» Data shown
//! Favorite and interest repository implementations
//!
//! Both tables are plain (user, event) pairs whose uniqueness constraint is
//! the only invariant; inserts go through ON CONFLICT DO NOTHING so a racing
//! duplicate never errors the caller.

use chrono::Utc;
use sqlx::PgPool;

use crate::models::event::Event;
use crate::models::profile::Favorite;
use crate::utils::errors::NuqtaError;

#[derive(Debug, Clone)]
pub struct FavoriteRepository {
    pool: PgPool,
}

impl FavoriteRepository {
    pub fn new(pool: PgPool) -> Self {
        Self { pool }
    }

    /// Add a favorite; a no-op when the pair already exists
    pub async fn add(&self, user_id: i64, event_id: i64) -> Result<(), NuqtaError> {
        sqlx::query(
            r#"
            INSERT INTO user_favorites (user_id, event_id, created_at)
            VALUES ($1, $2, $3)
            ON CONFLICT (user_id, event_id) DO NOTHING
            "#,
        )
        .bind(user_id)
        .bind(event_id)
        .bind(Utc::now())
        .execute(&self.pool)
        .await?;

        Ok(())
    }

    /// Remove a favorite; returns whether a row was actually removed
    pub async fn remove(&self, user_id: i64, event_id: i64) -> Result<bool, NuqtaError> {
        let removed = sqlx::query("DELETE FROM user_favorites WHERE user_id = $1 AND event_id = $2")
            .bind(user_id)
            .bind(event_id)
            .execute(&self.pool)
            .await?;

        Ok(removed.rows_affected() > 0)
    }

    /// Check whether the user has favorited the event
    pub async fn exists(&self, user_id: i64, event_id: i64) -> Result<bool, NuqtaError> {
        let count: (i64,) = sqlx::query_as(
            "SELECT COUNT(*) FROM user_favorites WHERE user_id = $1 AND event_id = $2",
        )
        .bind(user_id)
        .bind(event_id)
        .fetch_one(&self.pool)
        .await?;

        Ok(count.0 > 0)
    }

    /// List a user's favorites, newest first
    pub async fn list_by_user(&self, user_id: i64) -> Result<Vec<Favorite>, NuqtaError> {
        let favorites = sqlx::query_as::<_, Favorite>(
            "SELECT user_id, event_id, created_at FROM user_favorites WHERE user_id = $1 ORDER BY created_at DESC",
        )
        .bind(user_id)
        .fetch_all(&self.pool)
        .await?;

        Ok(favorites)
    }

    /// The favorited events themselves, for dashboard listings
    pub async fn list_events(&self, user_id: i64) -> Result<Vec<Event>, NuqtaError> {
        let events = sqlx::query_as::<_, Event>(
            r#"
            SELECT e.id, e.vendor_id, e.category_id, e.title, e.slug, e.description, e.event_type,
                   e.event_date, e.end_date, e.venue_name, e.district, e.city, e.country,
                   e.latitude, e.longitude, e.capacity, e.status, e.created_at, e.updated_at
            FROM events e
            INNER JOIN user_favorites f ON f.event_id = e.id
            WHERE f.user_id = $1
            ORDER BY f.created_at DESC
            "#,
        )
        .bind(user_id)
        .fetch_all(&self.pool)
        .await?;

        Ok(events)
    }

    /// How many users favorited an event
    pub async fn count_for_event(&self, event_id: i64) -> Result<i64, NuqtaError> {
        let count: (i64,) =
            sqlx::query_as("SELECT COUNT(*) FROM user_favorites WHERE event_id = $1")
                .bind(event_id)
                .fetch_one(&self.pool)
                .await?;

        Ok(count.0)
    }
}

#[derive(Debug, Clone)]
pub struct InterestRepository {
    pool: PgPool,
}

impl InterestRepository {
    pub fn new(pool: PgPool) -> Self {
        Self { pool }
    }

    /// Express interest in a prospect event; idempotent
    pub async fn express(&self, user_id: i64, event_id: i64) -> Result<(), NuqtaError> {
        sqlx::query(
            r#"
            INSERT INTO event_interests (user_id, event_id, created_at)
            VALUES ($1, $2, $3)
            ON CONFLICT (user_id, event_id) DO NOTHING
            "#,
        )
        .bind(user_id)
        .bind(event_id)
        .bind(Utc::now())
        .execute(&self.pool)
        .await?;

        Ok(())
    }

    /// Withdraw interest; returns whether a row was removed
    pub async fn withdraw(&self, user_id: i64, event_id: i64) -> Result<bool, NuqtaError> {
        let removed = sqlx::query("DELETE FROM event_interests WHERE user_id = $1 AND event_id = $2")
            .bind(user_id)
            .bind(event_id)
            .execute(&self.pool)
            .await?;

        Ok(removed.rows_affected() > 0)
    }

    /// How many users registered interest in an event
    pub async fn count_for_event(&self, event_id: i64) -> Result<i64, NuqtaError> {
        let count: (i64,) =
            sqlx::query_as("SELECT COUNT(*) FROM event_interests WHERE event_id = $1")
                .bind(event_id)
                .fetch_one(&self.pool)
                .await?;

        Ok(count.0)
    }
}
//! Configuration management module
//!
//! This module handles loading and validation of application configuration
//! from TOML files and environment variables.

pub mod settings;
pub mod validation;

pub use settings::{
    AuthConfig, BookingConfig, DatabaseConfig, EmailConfig, I18nConfig, LoggingConfig,
    SearchConfig, Settings, VendorsConfig,
};
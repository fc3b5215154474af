//! Profile repository implementation

use chrono::Utc;
use sqlx::PgPool;
use uuid::Uuid;

use crate::models::profile::{CreateProfileRequest, Profile, UpdateProfileRequest};
use crate::utils::errors::NuqtaError;

const PROFILE_COLUMNS: &str = "id, auth_id, email, full_name, phone, gender, birth_date, role, \
     language, avatar_url, created_at, updated_at";

#[derive(Debug, Clone)]
pub struct ProfileRepository {
    pool: PgPool,
}

impl ProfileRepository {
    pub fn new(pool: PgPool) -> Self {
        Self { pool }
    }

    /// Create a profile for a freshly authenticated account
    pub async fn create(&self, request: CreateProfileRequest) -> Result<Profile, NuqtaError> {
        let profile = sqlx::query_as::<_, Profile>(&format!(
            r#"
            INSERT INTO profiles (auth_id, email, full_name, role, language, created_at, updated_at)
            VALUES ($1, $2, $3, 'user', $4, $5, $6)
            RETURNING {PROFILE_COLUMNS}
            "#
        ))
        .bind(request.auth_id)
        .bind(request.email)
        .bind(request.full_name)
        .bind(request.language.unwrap_or_else(|| "en".to_string()))
        .bind(Utc::now())
        .bind(Utc::now())
        .fetch_one(&self.pool)
        .await?;

        Ok(profile)
    }

    /// Find profile by ID
    pub async fn find_by_id(&self, id: i64) -> Result<Option<Profile>, NuqtaError> {
        let profile = sqlx::query_as::<_, Profile>(&format!(
            "SELECT {PROFILE_COLUMNS} FROM profiles WHERE id = $1"
        ))
        .bind(id)
        .fetch_optional(&self.pool)
        .await?;

        Ok(profile)
    }

    /// Find profile by the auth provider's identity
    pub async fn find_by_auth_id(&self, auth_id: Uuid) -> Result<Option<Profile>, NuqtaError> {
        let profile = sqlx::query_as::<_, Profile>(&format!(
            "SELECT {PROFILE_COLUMNS} FROM profiles WHERE auth_id = $1"
        ))
        .bind(auth_id)
        .fetch_optional(&self.pool)
        .await?;

        Ok(profile)
    }

    /// Update profile fields; only provided fields change
    pub async fn update(&self, id: i64, request: UpdateProfileRequest) -> Result<Profile, NuqtaError> {
        let profile = sqlx::query_as::<_, Profile>(&format!(
            r#"
            UPDATE profiles
            SET full_name = COALESCE($2, full_name),
                phone = COALESCE($3, phone),
                gender = COALESCE($4, gender),
                birth_date = COALESCE($5, birth_date),
                language = COALESCE($6, language),
                avatar_url = COALESCE($7, avatar_url),
                updated_at = $8
            WHERE id = $1
            RETURNING {PROFILE_COLUMNS}
            "#
        ))
        .bind(id)
        .bind(request.full_name)
        .bind(request.phone)
        .bind(request.gender)
        .bind(request.birth_date)
        .bind(request.language)
        .bind(request.avatar_url)
        .bind(Utc::now())
        .fetch_one(&self.pool)
        .await?;

        Ok(profile)
    }

    /// Set the authoritative role for a profile
    pub async fn set_role(&self, id: i64, role: &str) -> Result<Profile, NuqtaError> {
        let profile = sqlx::query_as::<_, Profile>(&format!(
            r#"
            UPDATE profiles
            SET role = $2, updated_at = $3
            WHERE id = $1
            RETURNING {PROFILE_COLUMNS}
            "#
        ))
        .bind(id)
        .bind(role)
        .bind(Utc::now())
        .fetch_one(&self.pool)
        .await?;

        Ok(profile)
    }

    /// Count total profiles
    pub async fn count(&self) -> Result<i64, NuqtaError> {
        let count: (i64,) = sqlx::query_as("SELECT COUNT(*) FROM profiles")
            .fetch_one(&self.pool)
            .await?;

        Ok(count.0)
    }
}
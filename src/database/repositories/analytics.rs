//! Analytics repository implementation
//!
//! Rollup queries feeding the vendor dashboard. Every query here scopes to
//! the vendor's confirmed bookings; pending and cancelled rows never count
//! toward revenue or loyalty.

use chrono::{DateTime, NaiveDate, Utc};
use sqlx::PgPool;

use crate::utils::errors::NuqtaError;

#[derive(Debug, Clone)]
pub struct AnalyticsRepository {
    pool: PgPool,
}

impl AnalyticsRepository {
    pub fn new(pool: PgPool) -> Self {
        Self { pool }
    }

    /// Total revenue and sales count across confirmed bookings
    pub async fn revenue_and_sales(&self, vendor_id: i64) -> Result<(f64, i64), NuqtaError> {
        let row: (f64, i64) = sqlx::query_as(
            r#"
            SELECT COALESCE(SUM(total_amount), 0)::float8, COUNT(*)
            FROM bookings
            WHERE vendor_id = $1 AND status = 'confirmed'
            "#,
        )
        .bind(vendor_id)
        .fetch_one(&self.pool)
        .await?;

        Ok(row)
    }

    /// Confirmed sales since a cutoff instant
    pub async fn sales_since(
        &self,
        vendor_id: i64,
        since: DateTime<Utc>,
    ) -> Result<i64, NuqtaError> {
        let count: (i64,) = sqlx::query_as(
            r#"
            SELECT COUNT(*) FROM bookings
            WHERE vendor_id = $1 AND status = 'confirmed' AND created_at >= $2
            "#,
        )
        .bind(vendor_id)
        .bind(since)
        .fetch_one(&self.pool)
        .await?;

        Ok(count.0)
    }

    /// Confirmed bookings per event category. Events predating
    /// categorization fall back to their legacy free-text type.
    pub async fn category_distribution(
        &self,
        vendor_id: i64,
    ) -> Result<Vec<(String, i64)>, NuqtaError> {
        let rows: Vec<(String, i64)> = sqlx::query_as(
            r#"
            SELECT COALESCE(c.slug, e.event_type, 'uncategorized') AS label, COUNT(*)
            FROM bookings b
            JOIN events e ON e.id = b.event_id
            LEFT JOIN categories c ON c.id = e.category_id
            WHERE b.vendor_id = $1 AND b.status = 'confirmed'
            GROUP BY label
            ORDER BY COUNT(*) DESC
            "#,
        )
        .bind(vendor_id)
        .fetch_all(&self.pool)
        .await?;

        Ok(rows)
    }

    /// Confirmed booking count per customer, for loyalty bucketing
    pub async fn customer_booking_counts(
        &self,
        vendor_id: i64,
    ) -> Result<Vec<(i64, i64)>, NuqtaError> {
        let rows: Vec<(i64, i64)> = sqlx::query_as(
            r#"
            SELECT user_id, COUNT(*) FROM bookings
            WHERE vendor_id = $1 AND status = 'confirmed'
            GROUP BY user_id
            "#,
        )
        .bind(vendor_id)
        .fetch_all(&self.pool)
        .await?;

        Ok(rows)
    }

    /// Distinct purchasers grouped by profile gender
    pub async fn gender_counts(
        &self,
        vendor_id: i64,
    ) -> Result<Vec<(Option<String>, i64)>, NuqtaError> {
        let rows: Vec<(Option<String>, i64)> = sqlx::query_as(
            r#"
            SELECT p.gender, COUNT(DISTINCT b.user_id)
            FROM bookings b
            JOIN profiles p ON p.id = b.user_id
            WHERE b.vendor_id = $1 AND b.status = 'confirmed'
            GROUP BY p.gender
            "#,
        )
        .bind(vendor_id)
        .fetch_all(&self.pool)
        .await?;

        Ok(rows)
    }

    /// Birth dates of distinct purchasers, for age bucketing
    pub async fn purchaser_birth_dates(
        &self,
        vendor_id: i64,
    ) -> Result<Vec<Option<NaiveDate>>, NuqtaError> {
        let rows: Vec<(Option<NaiveDate>,)> = sqlx::query_as(
            r#"
            SELECT p.birth_date
            FROM profiles p
            WHERE p.id IN (
                SELECT DISTINCT user_id FROM bookings
                WHERE vendor_id = $1 AND status = 'confirmed'
            )
            "#,
        )
        .bind(vendor_id)
        .fetch_all(&self.pool)
        .await?;

        Ok(rows.into_iter().map(|(d,)| d).collect())
    }
}
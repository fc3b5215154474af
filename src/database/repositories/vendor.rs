//! Vendor repository implementation

use chrono::Utc;
use sqlx::PgPool;

use crate::models::vendor::{
    CreateProspectRequest, CreateVendorRequest, GalleryImage, UpdateVendorRequest, Vendor,
};
use crate::utils::errors::NuqtaError;

const VENDOR_COLUMNS: &str = "id, owner_id, name, slug, description, email, phone, \
     founder_pricing, is_prospect, claim_token, created_at, updated_at";

#[derive(Debug, Clone)]
pub struct VendorRepository {
    pool: PgPool,
}

impl VendorRepository {
    pub fn new(pool: PgPool) -> Self {
        Self { pool }
    }

    /// Create a vendor account owned by a profile
    pub async fn create(
        &self,
        slug: String,
        founder_pricing: bool,
        request: CreateVendorRequest,
    ) -> Result<Vendor, NuqtaError> {
        let vendor = sqlx::query_as::<_, Vendor>(&format!(
            r#"
            INSERT INTO vendors (owner_id, name, slug, description, email, phone,
                                 founder_pricing, is_prospect, created_at, updated_at)
            VALUES ($1, $2, $3, $4, $5, $6, $7, false, $8, $9)
            RETURNING {VENDOR_COLUMNS}
            "#
        ))
        .bind(request.owner_id)
        .bind(request.name)
        .bind(slug)
        .bind(request.description)
        .bind(request.email)
        .bind(request.phone)
        .bind(founder_pricing)
        .bind(Utc::now())
        .bind(Utc::now())
        .fetch_one(&self.pool)
        .await?;

        Ok(vendor)
    }

    /// Create an unclaimed prospect vendor with a claim token
    pub async fn create_prospect(
        &self,
        slug: String,
        claim_token: String,
        request: CreateProspectRequest,
    ) -> Result<Vendor, NuqtaError> {
        let vendor = sqlx::query_as::<_, Vendor>(&format!(
            r#"
            INSERT INTO vendors (name, slug, description, email, founder_pricing,
                                 is_prospect, claim_token, created_at, updated_at)
            VALUES ($1, $2, $3, $4, false, true, $5, $6, $7)
            RETURNING {VENDOR_COLUMNS}
            "#
        ))
        .bind(request.name)
        .bind(slug)
        .bind(request.description)
        .bind(request.email)
        .bind(claim_token)
        .bind(Utc::now())
        .bind(Utc::now())
        .fetch_one(&self.pool)
        .await?;

        Ok(vendor)
    }

    /// Claim a prospect vendor exactly once. The conditional update clears
    /// the token, so a second claim with the same token matches nothing.
    pub async fn claim(
        &self,
        claim_token: &str,
        owner_id: i64,
        founder_pricing: bool,
    ) -> Result<Option<Vendor>, NuqtaError> {
        let vendor = sqlx::query_as::<_, Vendor>(&format!(
            r#"
            UPDATE vendors
            SET owner_id = $2, is_prospect = false, claim_token = NULL,
                founder_pricing = founder_pricing OR $3, updated_at = $4
            WHERE claim_token = $1 AND is_prospect = true
            RETURNING {VENDOR_COLUMNS}
            "#
        ))
        .bind(claim_token)
        .bind(owner_id)
        .bind(founder_pricing)
        .bind(Utc::now())
        .fetch_optional(&self.pool)
        .await?;

        Ok(vendor)
    }

    /// Find vendor by ID
    pub async fn find_by_id(&self, id: i64) -> Result<Option<Vendor>, NuqtaError> {
        let vendor = sqlx::query_as::<_, Vendor>(&format!(
            "SELECT {VENDOR_COLUMNS} FROM vendors WHERE id = $1"
        ))
        .bind(id)
        .fetch_optional(&self.pool)
        .await?;

        Ok(vendor)
    }

    /// Find vendor by slug
    pub async fn find_by_slug(&self, slug: &str) -> Result<Option<Vendor>, NuqtaError> {
        let vendor = sqlx::query_as::<_, Vendor>(&format!(
            "SELECT {VENDOR_COLUMNS} FROM vendors WHERE slug = $1"
        ))
        .bind(slug)
        .fetch_optional(&self.pool)
        .await?;

        Ok(vendor)
    }

    /// Find the vendor owned by a profile
    pub async fn find_by_owner(&self, owner_id: i64) -> Result<Option<Vendor>, NuqtaError> {
        let vendor = sqlx::query_as::<_, Vendor>(&format!(
            "SELECT {VENDOR_COLUMNS} FROM vendors WHERE owner_id = $1"
        ))
        .bind(owner_id)
        .fetch_optional(&self.pool)
        .await?;

        Ok(vendor)
    }

    /// Check whether a slug is already taken
    pub async fn slug_exists(&self, slug: &str) -> Result<bool, NuqtaError> {
        let count: (i64,) = sqlx::query_as("SELECT COUNT(*) FROM vendors WHERE slug = $1")
            .bind(slug)
            .fetch_one(&self.pool)
            .await?;

        Ok(count.0 > 0)
    }

    /// Update vendor fields; only provided fields change
    pub async fn update(&self, id: i64, request: UpdateVendorRequest) -> Result<Vendor, NuqtaError> {
        let vendor = sqlx::query_as::<_, Vendor>(&format!(
            r#"
            UPDATE vendors
            SET name = COALESCE($2, name),
                description = COALESCE($3, description),
                email = COALESCE($4, email),
                phone = COALESCE($5, phone),
                updated_at = $6
            WHERE id = $1
            RETURNING {VENDOR_COLUMNS}
            "#
        ))
        .bind(id)
        .bind(request.name)
        .bind(request.description)
        .bind(request.email)
        .bind(request.phone)
        .bind(Utc::now())
        .fetch_one(&self.pool)
        .await?;

        Ok(vendor)
    }

    /// Append an image to the vendor's gallery
    pub async fn add_gallery_image(
        &self,
        vendor_id: i64,
        image_url: String,
        position: i32,
    ) -> Result<GalleryImage, NuqtaError> {
        let image = sqlx::query_as::<_, GalleryImage>(
            r#"
            INSERT INTO vendor_gallery (vendor_id, image_url, position, created_at)
            VALUES ($1, $2, $3, $4)
            RETURNING id, vendor_id, image_url, position, created_at
            "#,
        )
        .bind(vendor_id)
        .bind(image_url)
        .bind(position)
        .bind(Utc::now())
        .fetch_one(&self.pool)
        .await?;

        Ok(image)
    }

    /// Gallery images for a vendor, in display order
    pub async fn list_gallery(&self, vendor_id: i64) -> Result<Vec<GalleryImage>, NuqtaError> {
        let images = sqlx::query_as::<_, GalleryImage>(
            "SELECT id, vendor_id, image_url, position, created_at FROM vendor_gallery WHERE vendor_id = $1 ORDER BY position ASC",
        )
        .bind(vendor_id)
        .fetch_all(&self.pool)
        .await?;

        Ok(images)
    }
}
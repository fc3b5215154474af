//! Event discovery service
//!
//! Validates search parameters and delegates the ranked geo query to the
//! event repository. Distance ordering only applies when the viewer shares
//! a location; everything else falls back to date order.

use tracing::debug;

use crate::config::settings::Settings;
use crate::database::repositories::EventRepository;
use crate::models::event::{Event, EventSearchParams, EventSummary, Ticket};
use crate::utils::errors::{NuqtaError, Result};
use crate::utils::geo;

/// Everything an event detail page needs
#[derive(Debug, Clone)]
pub struct EventDetail {
    pub event: Event,
    pub tickets: Vec<Ticket>,
    pub related: Vec<Event>,
}

impl EventDetail {
    /// Minimum ticket price; 0 when the event has no tickets (free)
    pub fn min_price(&self) -> f64 {
        self.tickets
            .iter()
            .map(|t| t.price)
            .fold(None::<f64>, |acc, price| {
                Some(acc.map_or(price, |a| a.min(price)))
            })
            .unwrap_or(0.0)
    }
}

#[derive(Debug, Clone)]
pub struct DiscoveryService {
    events: EventRepository,
    settings: Settings,
}

impl DiscoveryService {
    /// Create a new DiscoveryService instance
    pub fn new(events: EventRepository, settings: Settings) -> Self {
        Self { events, settings }
    }

    /// Search published events with the validated parameters
    pub async fn search(&self, mut params: EventSearchParams) -> Result<Vec<EventSummary>> {
        self.validate_params(&params)?;

        let limit = params
            .limit
            .unwrap_or(self.settings.search.default_limit)
            .clamp(1, self.settings.search.max_limit);
        params.limit = Some(limit);
        params.offset = Some(params.offset.unwrap_or(0).max(0));

        debug!(
            category = ?params.category,
            radius_km = ?params.radius_km,
            limit = limit,
            "Searching events"
        );

        self.events.search(&params).await
    }

    /// Load an event page by slug: tickets and related events fetched
    /// concurrently
    pub async fn event_detail(&self, slug: &str) -> Result<Option<EventDetail>> {
        let event = match self.events.find_by_slug(slug).await? {
            Some(event) => event,
            None => return Ok(None),
        };

        let (tickets, related) = futures::try_join!(
            self.events.list_tickets(event.id),
            self.events.related_events(event.id, event.category_id, 4)
        )?;

        Ok(Some(EventDetail {
            event,
            tickets,
            related,
        }))
    }

    /// All categories for the browse filters
    pub async fn categories(&self) -> Result<Vec<crate::models::event::Category>> {
        self.events.list_categories().await
    }

    fn validate_params(&self, params: &EventSearchParams) -> Result<()> {
        match (params.latitude, params.longitude) {
            (Some(lat), Some(lon)) => {
                if !geo::is_valid_coordinate(lat, lon) {
                    return Err(NuqtaError::validation("Coordinates out of range"));
                }
            }
            (None, None) => {}
            _ => {
                return Err(NuqtaError::validation(
                    "Latitude and longitude must be provided together",
                ));
            }
        }

        if let Some(radius) = params.radius_km {
            if radius <= 0.0 {
                return Err(NuqtaError::validation_field(
                    "radius_km",
                    "Radius must be greater than 0",
                ));
            }
        }

        if let Some(min) = params.min_price {
            if min < 0.0 {
                return Err(NuqtaError::validation_field(
                    "min_price",
                    "Minimum price cannot be negative",
                ));
            }
        }

        if let (Some(min), Some(max)) = (params.min_price, params.max_price) {
            if min > max {
                return Err(NuqtaError::validation(
                    "Minimum price cannot exceed maximum price",
                ));
            }
        }

        if let (Some(from), Some(to)) = (params.date_from, params.date_to) {
            if from > to {
                return Err(NuqtaError::validation("Date range is inverted"));
            }
        }

        Ok(())
    }
}

#[cfg(test)]
mod tests {
    use super::*;
    use sqlx::postgres::PgPoolOptions;

    fn test_service() -> DiscoveryService {
        let pool = PgPoolOptions::new()
            .connect_lazy("postgresql://localhost/nuqta_test")
            .expect("lazy pool");
        DiscoveryService::new(EventRepository::new(pool), Settings::default())
    }

    #[tokio::test]
    async fn test_lone_latitude_rejected() {
        let service = test_service();
        let params = EventSearchParams {
            latitude: Some(41.0),
            ..Default::default()
        };
        assert!(service.validate_params(&params).is_err());
    }

    #[tokio::test]
    async fn test_out_of_range_coordinates_rejected() {
        let service = test_service();
        let params = EventSearchParams {
            latitude: Some(95.0),
            longitude: Some(29.0),
            ..Default::default()
        };
        assert!(service.validate_params(&params).is_err());
    }

    #[tokio::test]
    async fn test_inverted_price_range_rejected() {
        let service = test_service();
        let params = EventSearchParams {
            min_price: Some(100.0),
            max_price: Some(50.0),
            ..Default::default()
        };
        assert!(service.validate_params(&params).is_err());
    }

    #[tokio::test]
    async fn test_zero_min_price_is_allowed() {
        let service = test_service();
        let params = EventSearchParams {
            min_price: Some(0.0),
            ..Default::default()
        };
        assert!(service.validate_params(&params).is_ok());
    }

    #[tokio::test]
    async fn test_negative_radius_rejected() {
        let service = test_service();
        let params = EventSearchParams {
            latitude: Some(41.0),
            longitude: Some(29.0),
            radius_km: Some(-5.0),
            ..Default::default()
        };
        assert!(service.validate_params(&params).is_err());
    }
}
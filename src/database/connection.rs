//! Database connection management

use sqlx::{Pool, Postgres};
use std::time::Duration;

use crate::utils::errors::NuqtaError;

pub type DatabasePool = Pool<Postgres>;

#[derive(Debug, Clone)]
pub struct DatabaseConfig {
    pub url: String,
    pub max_connections: u32,
    pub min_connections: u32,
    pub acquire_timeout: Duration,
    pub idle_timeout: Option<Duration>,
    pub max_lifetime: Option<Duration>,
}

impl Default for DatabaseConfig {
    fn default() -> Self {
        Self {
            url: "postgresql://localhost/nuqta".to_string(),
            max_connections: 10,
            min_connections: 1,
            acquire_timeout: Duration::from_secs(30),
            idle_timeout: Some(Duration::from_secs(600)),
            max_lifetime: Some(Duration::from_secs(1800)),
        }
    }
}

impl DatabaseConfig {
    /// Pool configuration from application settings, with the standing
    /// timeout policy
    pub fn from_settings(settings: &crate::config::DatabaseConfig) -> Self {
        Self {
            url: settings.url.clone(),
            max_connections: settings.max_connections,
            min_connections: settings.min_connections,
            ..Self::default()
        }
    }
}

/// Create a new database connection pool
pub async fn create_pool(config: &DatabaseConfig) -> Result<DatabasePool, NuqtaError> {
    let pool = sqlx::postgres::PgPoolOptions::new()
        .max_connections(config.max_connections)
        .min_connections(config.min_connections)
        .acquire_timeout(config.acquire_timeout)
        .idle_timeout(config.idle_timeout)
        .max_lifetime(config.max_lifetime)
        .connect(&config.url)
        .await?;

    // Test the connection
    sqlx::query("SELECT 1").execute(&pool).await?;

    tracing::info!("Database connection pool created successfully");
    Ok(pool)
}

/// Run database migrations
pub async fn run_migrations(pool: &DatabasePool) -> Result<(), NuqtaError> {
    tracing::info!("Running database migrations...");

    sqlx::migrate!("./migrations").run(pool).await?;

    tracing::info!("Database migrations completed successfully");
    Ok(())
}

/// Check database health
pub async fn health_check(pool: &DatabasePool) -> Result<(), NuqtaError> {
    sqlx::query("SELECT 1").execute(pool).await?;

    Ok(())
}

#[cfg(test)]
mod tests {
    use super::*;

    #[test]
    fn test_database_config_default() {
        let config = DatabaseConfig::default();
        assert_eq!(config.max_connections, 10);
        assert_eq!(config.min_connections, 1);
        assert!(config.url.contains("postgresql://"));
    }
}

» What to work on
From the listing above, copy out each line where the word "tracing" appears.

» Reply
use tracing::debug;
    tracing::info!("Database connection pool created successfully");
    tracing::info!("Running database migrations...");
    tracing::info!("Database migrations completed successfully");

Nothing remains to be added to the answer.